- https://developers.deco.network is ineligible for rewards and is not part of the bug bounty program.
- https://bounty.deco.network is ineligible for rewards and is not part of the bug bounty program.
- The s3 bucket named deco.network is publicly accessible. This is intentional as this s3 bucket hosts the website
- There is a .DS_store file located at deco.network that contains a directory listing of the above s3 bucket. This is not sensitive information.
Source Control (https://bountytarget.source.deco.network)
- This server is running a slightly-modified instance of Gitea, an open source project.
- You can see the source for gitea and it’s known issues here: https://github.com/go-gitea/gitea
- Any issues already reported to gitea are ineligible for our bug bounty.
- In addition, since this is not part of our own codebase, rewards for bugs found in this project are substantially lower than those found in our codebase.
API and Software License sales
- User uploads and tries to sell code that isn’t actually theirs
- User is violating copyright law and copyright holder can prosecute them if desired
- Token Curated Registry should eliminate this issue because there is monetary (token) incentive to find and challenge projects that plagiarize
- User uploads a project and then buys it from themselves to receive the token reward
- Token reward should be adjusted such that it’s exchangeable value is less than the tx fees to perform this attack.
- Listing the project costs about 200k gas
- Buying a module costs like 60k gas
- Token Curated Registry will also help with this because if the project is crappy quality it won’t get in
- User creates an API and tries to charge users for API calls they didn’t make
- API buyer has to approve amount that can be spent on a per-api basis (in wei per second) and it defaults to 0. So buyer can’t be charged unless they approve something manually
- User creates an API and it’s legit and people actually use it. But user lies about amount of API calls that are being made
- If API is hosted on our gateway, then we are doing the usage reporting, and if the user reports additional usage, we will see the discrepancy and cut off the API on our gateway
- If the API is not hosted on our gateway, then it’s the responsibility of the API consumer to verify that they are being charged the right amount. It’s all reported to the ETH chain so it’s transparent.
- User creates an API and it’s legit and people actually use it.
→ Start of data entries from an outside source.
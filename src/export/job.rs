use std::fmt;
use std::path::{Path, PathBuf};
use std::sync::Arc;

use tracing::{debug, error, info, warn};

use crate::config::EngineConfig;
use crate::encode::ffmpeg::{FfmpegSink, FfmpegSinkOpts};
use crate::encode::sink::{FrameSink, SinkConfig};
use crate::export::cancel::CancelToken;
use crate::export::progress::ProgressReporter;
use crate::export::{multi, single};
use crate::foundation::core::{Fps, Resolution};
use crate::foundation::error::{MotionError, MotionResult};
use crate::scene::Scene;

/// Container extension accepted for output files.
pub const OUTPUT_EXTENSION: &str = "mp4";

/// How frames are rendered.
#[derive(Clone, Copy, Debug, Default, PartialEq, Eq)]
pub enum Strategy {
    /// Render and encode on the calling thread.
    #[default]
    Single,
    /// Render scene partitions on `workers` threads through a temp directory of images.
    Multi { workers: usize },
}

/// Best-effort completion hook (desktop notification, chat message, ...).
pub trait Notifier: Send + Sync {
    fn notify(&self, title: &str, body: &str) -> anyhow::Result<()>;
}

#[derive(Clone, Default)]
pub struct ExportOptions {
    pub strategy: Strategy,
    pub show_progress: bool,
    pub cancel: CancelToken,
    pub notifier: Option<Arc<dyn Notifier>>,
    pub config: EngineConfig,
}

impl fmt::Debug for ExportOptions {
    fn fmt(&self, f: &mut fmt::Formatter<'_>) -> fmt::Result {
        f.debug_struct("ExportOptions")
            .field("strategy", &self.strategy)
            .field("show_progress", &self.show_progress)
            .field("cancel", &self.cancel)
            .field("notifier", &self.notifier.is_some())
            .field("config", &self.config)
            .finish()
    }
}

/// Summary of a finished export.
#[derive(Clone, Copy, Debug, Default, PartialEq, Eq)]
pub struct ExportStats {
    pub frames_total: u64,
    pub frames_written: u64,
    pub frames_skipped: u64,
    pub scenes: usize,
}

/// One export call: scenes in order, encoded into a single output.
pub struct ExportJob<'a> {
    pub(crate) scenes: Vec<&'a Scene>,
    pub(crate) resolution: Resolution,
    pub(crate) fps: Fps,
    output: PathBuf,
    pub(crate) options: ExportOptions,
}

impl<'a> ExportJob<'a> {
    pub fn new(
        scenes: impl IntoIterator<Item = &'a Scene>,
        resolution: Resolution,
        fps: Fps,
        output: impl Into<PathBuf>,
        options: ExportOptions,
    ) -> Self {
        Self {
            scenes: scenes.into_iter().collect(),
            resolution,
            fps,
            output: output.into(),
            options,
        }
    }

    pub fn output(&self) -> &Path {
        &self.output
    }

    pub fn options(&self) -> &ExportOptions {
        &self.options
    }

    /// Check every argument before any frame is rendered.
    pub fn validate(&self) -> MotionResult<()> {
        if self.scenes.is_empty() {
            return Err(MotionError::validation("export needs at least one scene"));
        }
        let Resolution { width, height } = self.resolution;
        if width == 0 || height == 0 {
            return Err(MotionError::validation("resolution must be non-zero"));
        }
        if !width.is_multiple_of(2) || !height.is_multiple_of(2) {
            return Err(MotionError::validation(format!(
                "resolution {width}x{height} must be even (required for yuv420p mp4 output)"
            )));
        }
        if self.fps.num == 0 || self.fps.den == 0 {
            return Err(MotionError::validation("fps must be non-zero"));
        }
        let ext_ok = self
            .output
            .extension()
            .and_then(|e| e.to_str())
            .is_some_and(|e| e.eq_ignore_ascii_case(OUTPUT_EXTENSION));
        if !ext_ok {
            return Err(MotionError::validation(format!(
                "output '{}' must have a .{OUTPUT_EXTENSION} extension",
                self.output.display()
            )));
        }
        if let Strategy::Multi { workers } = self.options.strategy
            && workers == 0
        {
            return Err(MotionError::validation("workers must be >= 1"));
        }
        self.options.config.validate()
    }

    pub fn frames_total(&self) -> u64 {
        self.scenes.iter().map(|s| s.frame_count() as u64).sum()
    }

    /// Encode to the output path with the system `ffmpeg`.
    pub fn run(&self) -> MotionResult<ExportStats> {
        let mut sink = FfmpegSink::new(FfmpegSinkOpts::new(&self.output));
        self.run_with_sink(&mut sink)
    }

    /// Drive all scenes into `sink`. On any error or cancellation the sink is aborted.
    #[tracing::instrument(
        skip_all,
        fields(
            out = %self.output.display(),
            scenes = self.scenes.len(),
            strategy = ?self.options.strategy
        )
    )]
    pub fn run_with_sink(&self, sink: &mut dyn FrameSink) -> MotionResult<ExportStats> {
        self.validate()?;

        let total = self.frames_total();
        info!(total, "export started");
        let mut progress =
            ProgressReporter::new(total, self.scenes.len(), self.options.show_progress);
        let mut guard = SinkGuard::new(sink);
        let result = self
            .drive(&mut guard, &mut progress)
            .map_err(|e| self.cancellation_or(e));
        drop(guard);

        match result {
            Ok(stats) => {
                progress.finish();
                info!(
                    written = stats.frames_written,
                    skipped = stats.frames_skipped,
                    "export done"
                );
                self.notify_done(&stats);
                Ok(stats)
            }
            Err(e) => {
                progress.abandon();
                if e.is_cancelled() {
                    info!(done = progress.done(), "export cancelled");
                } else {
                    error!("export failed: {e}");
                }
                Err(e)
            }
        }
    }

    fn drive(
        &self,
        guard: &mut SinkGuard<'_>,
        progress: &mut ProgressReporter,
    ) -> MotionResult<ExportStats> {
        guard.sink.begin(SinkConfig {
            resolution: self.resolution,
            fps: self.fps,
            bg_rgba: [0, 0, 0, 255],
        })?;
        let stats = match self.options.strategy {
            Strategy::Single => single::run(self, &mut *guard.sink, progress)?,
            Strategy::Multi { workers } => multi::run(self, &mut *guard.sink, progress, workers)?,
        };
        guard.finish()?;
        Ok(stats)
    }

    /// Any failure observed after cancellation was requested is a consequence of it.
    fn cancellation_or(&self, e: MotionError) -> MotionError {
        if self.options.cancel.is_cancelled() && !e.is_cancelled() {
            debug!("treating '{e}' as cancellation");
            MotionError::Cancelled
        } else {
            e
        }
    }

    fn notify_done(&self, stats: &ExportStats) {
        let Some(notifier) = &self.options.notifier else {
            return;
        };
        let body = format!(
            "{} frames written to {}",
            stats.frames_written,
            self.output.display()
        );
        if let Err(e) = notifier.notify("Export finished", &body) {
            warn!("notifier failed: {e:#}");
        }
    }
}

/// Aborts the sink on drop unless it was finalized.
struct SinkGuard<'s> {
    sink: &'s mut dyn FrameSink,
    finished: bool,
}

impl<'s> SinkGuard<'s> {
    fn new(sink: &'s mut dyn FrameSink) -> Self {
        Self {
            sink,
            finished: false,
        }
    }

    fn finish(&mut self) -> MotionResult<()> {
        self.sink.end()?;
        self.finished = true;
        Ok(())
    }
}

impl Drop for SinkGuard<'_> {
    fn drop(&mut self) {
        if !self.finished {
            self.sink.abort();
        }
    }
}

/// Export `scenes` to `output` with the system `ffmpeg`.
pub fn export<'a>(
    scenes: impl IntoIterator<Item = &'a Scene>,
    resolution: Resolution,
    fps: Fps,
    output: impl Into<PathBuf>,
    options: ExportOptions,
) -> MotionResult<ExportStats> {
    ExportJob::new(scenes, resolution, fps, output, options).run()
}

#[cfg(test)]
#[path = "../../tests/unit/export/job.rs"]
mod tests;
pub mod core;
pub mod error;
pub(crate) mod math;
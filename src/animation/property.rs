use crate::animation::interp::Interp;
use crate::foundation::error::{MotionError, MotionResult};

/// Value kinds a [`Property`] can hold.
///
/// Each kind declares which interpolations it accepts; anything else is rejected when the keyframe
/// is inserted.
pub trait PropValue: Clone + std::fmt::Debug + PartialEq + Send + Sync + 'static {
    /// Human-readable kind name used in validation messages.
    const KIND: &'static str;

    /// Interpolations accepted by [`Property::keyframe_with`].
    fn allowed_interps() -> &'static [Interp];

    /// Interpolation used by [`Property::keyframe`].
    fn default_interp() -> Interp;

    /// Blend `a` toward `b` with eased progress `t` and cast back to this kind.
    fn interpolate(a: &Self, b: &Self, t: f64) -> Self;
}

const NUMERIC_INTERPS: &[Interp] = &[Interp::Constant, Interp::Linear, Interp::Parabolic];
const DISCRETE_INTERPS: &[Interp] = &[Interp::Constant];

impl PropValue for bool {
    const KIND: &'static str = "bool";

    fn allowed_interps() -> &'static [Interp] {
        DISCRETE_INTERPS
    }

    fn default_interp() -> Interp {
        Interp::Constant
    }

    fn interpolate(a: &Self, _b: &Self, _t: f64) -> Self {
        *a
    }
}

impl PropValue for String {
    const KIND: &'static str = "string";

    fn allowed_interps() -> &'static [Interp] {
        DISCRETE_INTERPS
    }

    fn default_interp() -> Interp {
        Interp::Constant
    }

    fn interpolate(a: &Self, _b: &Self, _t: f64) -> Self {
        a.clone()
    }
}

impl PropValue for i64 {
    const KIND: &'static str = "int";

    fn allowed_interps() -> &'static [Interp] {
        NUMERIC_INTERPS
    }

    fn default_interp() -> Interp {
        Interp::Linear
    }

    fn interpolate(a: &Self, b: &Self, t: f64) -> Self {
        let a = *a as f64;
        let b = *b as f64;
        // Truncation toward zero.
        (a + (b - a) * t) as i64
    }
}

impl PropValue for f64 {
    const KIND: &'static str = "float";

    fn allowed_interps() -> &'static [Interp] {
        NUMERIC_INTERPS
    }

    fn default_interp() -> Interp {
        Interp::Linear
    }

    fn interpolate(a: &Self, b: &Self, t: f64) -> Self {
        a + (b - a) * t
    }
}

/// One anchor on a property timeline.
#[derive(Clone, Debug, PartialEq, serde::Serialize, serde::Deserialize)]
pub struct Keyframe<T> {
    pub frame: i64,
    pub value: T,
    /// Interpolation toward the next keyframe.
    pub interp: Interp,
}

/// A time-varying attribute evaluated from sparse keyframes.
#[derive(Clone, Debug, PartialEq, serde::Serialize, serde::Deserialize)]
pub struct Property<T> {
    default: T,
    keys: Vec<Keyframe<T>>, // sorted by frame, unique frames
}

impl<T: PropValue> Property<T> {
    pub fn new(default: T) -> Self {
        Self {
            default,
            keys: Vec::new(),
        }
    }

    pub fn default_value(&self) -> &T {
        &self.default
    }

    pub fn keyframes(&self) -> &[Keyframe<T>] {
        &self.keys
    }

    /// Insert (or replace) a keyframe using the kind's default interpolation.
    pub fn keyframe(&mut self, value: T, frame: i64) -> &mut Self {
        self.insert(Keyframe {
            frame,
            value,
            interp: T::default_interp(),
        });
        self
    }

    /// Insert (or replace) a keyframe with an explicit interpolation.
    pub fn keyframe_with(
        &mut self,
        value: T,
        frame: i64,
        interp: Interp,
    ) -> MotionResult<&mut Self> {
        check_interp::<T>(interp)?;
        self.insert(Keyframe {
            frame,
            value,
            interp,
        });
        Ok(self)
    }

    fn insert(&mut self, key: Keyframe<T>) {
        match self.keys.binary_search_by_key(&key.frame, |k| k.frame) {
            Ok(i) => self.keys[i] = key,
            Err(i) => self.keys.insert(i, key),
        }
    }

    /// Value at `frame`, clamped to the first/last keyframe outside the keyed range.
    pub fn evaluate(&self, frame: i64) -> T {
        let Some(first) = self.keys.first() else {
            return self.default.clone();
        };
        let idx = self.keys.partition_point(|k| k.frame <= frame);

        if idx == 0 {
            return first.value.clone();
        }
        if idx >= self.keys.len() {
            return self.keys[self.keys.len() - 1].value.clone();
        }

        let a = &self.keys[idx - 1];
        let b = &self.keys[idx];
        if a.interp == Interp::Constant || frame == a.frame {
            return a.value.clone();
        }

        let span = (b.frame - a.frame) as f64;
        let t = ((frame - a.frame) as f64) / span;
        T::interpolate(&a.value, &b.value, a.interp.apply(t))
    }
}

pub(crate) fn check_interp<T: PropValue>(interp: Interp) -> MotionResult<()> {
    if T::allowed_interps().contains(&interp) {
        Ok(())
    } else {
        Err(MotionError::validation(format!(
            "interpolation {interp:?} is not allowed for {} properties",
            T::KIND
        )))
    }
}

#[cfg(test)]
#[path = "../../tests/unit/animation/property.rs"]
mod tests;
use crate::foundation::error::{MotionError, MotionResult};
use crate::render::frame::FrameRGBA;

/// Blur a frame with a Gaussian of standard deviation `radius` pixels.
///
/// The kernel spans three standard deviations on each side. A radius of zero is a no-op.
pub fn gaussian_blur(frame: &FrameRGBA, radius: u32) -> MotionResult<FrameRGBA> {
    if radius == 0 {
        return Ok(frame.clone());
    }
    let support = radius.saturating_mul(3).min(frame.width.max(frame.height).max(1));
    let data = blur_rgba8_premul(&frame.data, frame.width, frame.height, support, radius as f32)?;
    FrameRGBA::from_premul_bytes(frame.resolution(), data)
}

pub fn blur_rgba8_premul(
    src: &[u8],
    width: u32,
    height: u32,
    radius: u32,
    sigma: f32,
) -> MotionResult<Vec<u8>> {
    let expected_len = (width as usize)
        .checked_mul(height as usize)
        .and_then(|v| v.checked_mul(4))
        .ok_or_else(|| MotionError::render("blur buffer size overflow"))?;
    if src.len() != expected_len {
        return Err(MotionError::render(
            "blur expects a buffer of width*height*4 bytes",
        ));
    }
    if radius == 0 || expected_len == 0 {
        return Ok(src.to_vec());
    }

    let kernel = kernel_q16(radius, sigma)?;
    let mut tmp = vec![0u8; expected_len];
    let mut out = vec![0u8; expected_len];

    blur_axis(src, &mut tmp, width, height, &kernel, Axis::Horizontal);
    blur_axis(&tmp, &mut out, width, height, &kernel, Axis::Vertical);
    Ok(out)
}

fn kernel_q16(radius: u32, sigma: f32) -> MotionResult<Vec<u32>> {
    if !sigma.is_finite() || sigma <= 0.0 {
        return Err(MotionError::validation("blur sigma must be > 0"));
    }

    let r = radius as i32;
    let sigma = f64::from(sigma);
    let denom = 2.0 * sigma * sigma;
    let weights_f: Vec<f64> = (-r..=r)
        .map(|i| {
            let x = f64::from(i);
            (-x * x / denom).exp()
        })
        .collect();
    let sum: f64 = weights_f.iter().sum();
    if sum <= 0.0 {
        return Err(MotionError::render("gaussian kernel sum is zero"));
    }

    let mut weights: Vec<u32> = weights_f
        .iter()
        .map(|wf| ((wf / sum) * 65536.0).round().clamp(0.0, 65536.0) as u32)
        .collect();
    let acc: i64 = weights.iter().map(|&w| i64::from(w)).sum();
    let delta = 65536 - acc;
    if delta != 0 {
        let mid = weights.len() / 2;
        weights[mid] = (i64::from(weights[mid]) + delta).clamp(0, 65536) as u32;
    }
    Ok(weights)
}

#[derive(Clone, Copy)]
enum Axis {
    Horizontal,
    Vertical,
}

fn blur_axis(src: &[u8], dst: &mut [u8], width: u32, height: u32, k: &[u32], axis: Axis) {
    let radius = (k.len() / 2) as i32;
    let w = width as i32;
    let h = height as i32;
    for y in 0..h {
        for x in 0..w {
            let mut acc = [0u64; 4];
            for (ki, &kw) in k.iter().enumerate() {
                let d = ki as i32 - radius;
                let (sx, sy) = match axis {
                    Axis::Horizontal => ((x + d).clamp(0, w - 1), y),
                    Axis::Vertical => (x, (y + d).clamp(0, h - 1)),
                };
                let idx = ((sy * w + sx) as usize) * 4;
                for c in 0..4 {
                    acc[c] += u64::from(kw) * u64::from(src[idx + c]);
                }
            }
            let out_idx = ((y * w + x) as usize) * 4;
            for c in 0..4 {
                dst[out_idx + c] = q16_to_u8(acc[c]);
            }
        }
    }
}

fn q16_to_u8(acc: u64) -> u8 {
    ((acc + 32768) >> 16).min(255) as u8
}

#[cfg(test)]
#[path = "../../tests/unit/render/blur.rs"]
mod tests;
use super::*;

fn res(w: u32, h: u32) -> Resolution {
    Resolution::new(w, h).unwrap()
}

#[test]
fn empty_fill_list_is_transparent() {
    let out = rasterize(res(8, 8), &[]).unwrap();
    assert!(out.is_fully_transparent());
}

#[test]
fn rect_fill_covers_its_interior_only() {
    let rect = kurbo::Rect::new(2.0, 2.0, 6.0, 6.0);
    let out = rasterize(res(8, 8), &[PathFill::shape(&rect, [255, 0, 0, 255])]).unwrap();
    assert_eq!(out.pixel(3, 3), Some([255, 0, 0, 255]));
    assert_eq!(out.pixel(0, 0), Some([0, 0, 0, 0]));
    assert_eq!(out.pixel(7, 7), Some([0, 0, 0, 0]));
}

#[test]
fn later_fills_win() {
    let rect = kurbo::Rect::new(0.0, 0.0, 4.0, 4.0);
    let out = rasterize(
        res(4, 4),
        &[
            PathFill::shape(&rect, [255, 0, 0, 255]),
            PathFill::shape(&rect, [0, 0, 255, 255]),
        ],
    )
    .unwrap();
    assert_eq!(out.pixel(1, 1), Some([0, 0, 255, 255]));
}

#[test]
fn stroke_produces_visible_outline() {
    let mut line = BezPath::new();
    line.move_to((0.0, 5.0));
    line.line_to((10.0, 5.0));
    let out = rasterize(res(10, 10), &[PathFill::stroke(&line, 4.0, [0, 255, 0, 255])]).unwrap();
    assert_eq!(out.pixel(5, 5).map(|p| p[1]), Some(255));
    assert_eq!(out.pixel(5, 0), Some([0, 0, 0, 0]));
}

#[test]
fn oversized_canvas_is_rejected() {
    assert!(matches!(
        rasterize(res(70_000, 1), &[]),
        Err(MotionError::Render(_))
    ));
}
But user suddenly jacks up the price per api call and users get charged a lot more than they expected.
- The reputation of the API will suffer and nobody will use it anymore. This attack can only be pulled off once
- In addition, our smart contract uses a two step process for charging users for API calls. We report the API calls usage amount which locks in the price per call. And then we do a “settle” operation that transfers the ETH from the buyer to the seller. The reporting happens frequently enough to make the window for which users can be charged the higher price very small.
AWS / ec2 instances
- Some of our ec2 instances have SSH open to the world. This is intentional.
- A lack of rate limiting is a known issue, and this is out of scope of the bug bounty program.
- On some servers, our OpenSSL version might not be the latest version. As long as the installed version isn’t vulnerable to a possible attack, reporting that our OpenSSL version is not current is not eligible. We may reward reports like this based on the severity of a possible attack, if one exists.
Main app (app.deco.network)
- When a user changes their password, they are logged out of app.deco.network but they are not logged out of source control at source.deco.network. The user must manually log out of source.deco.network if they wish.
- Checking whether a given username or email address is used in the app may be possible. This is generally known as “enumeration”.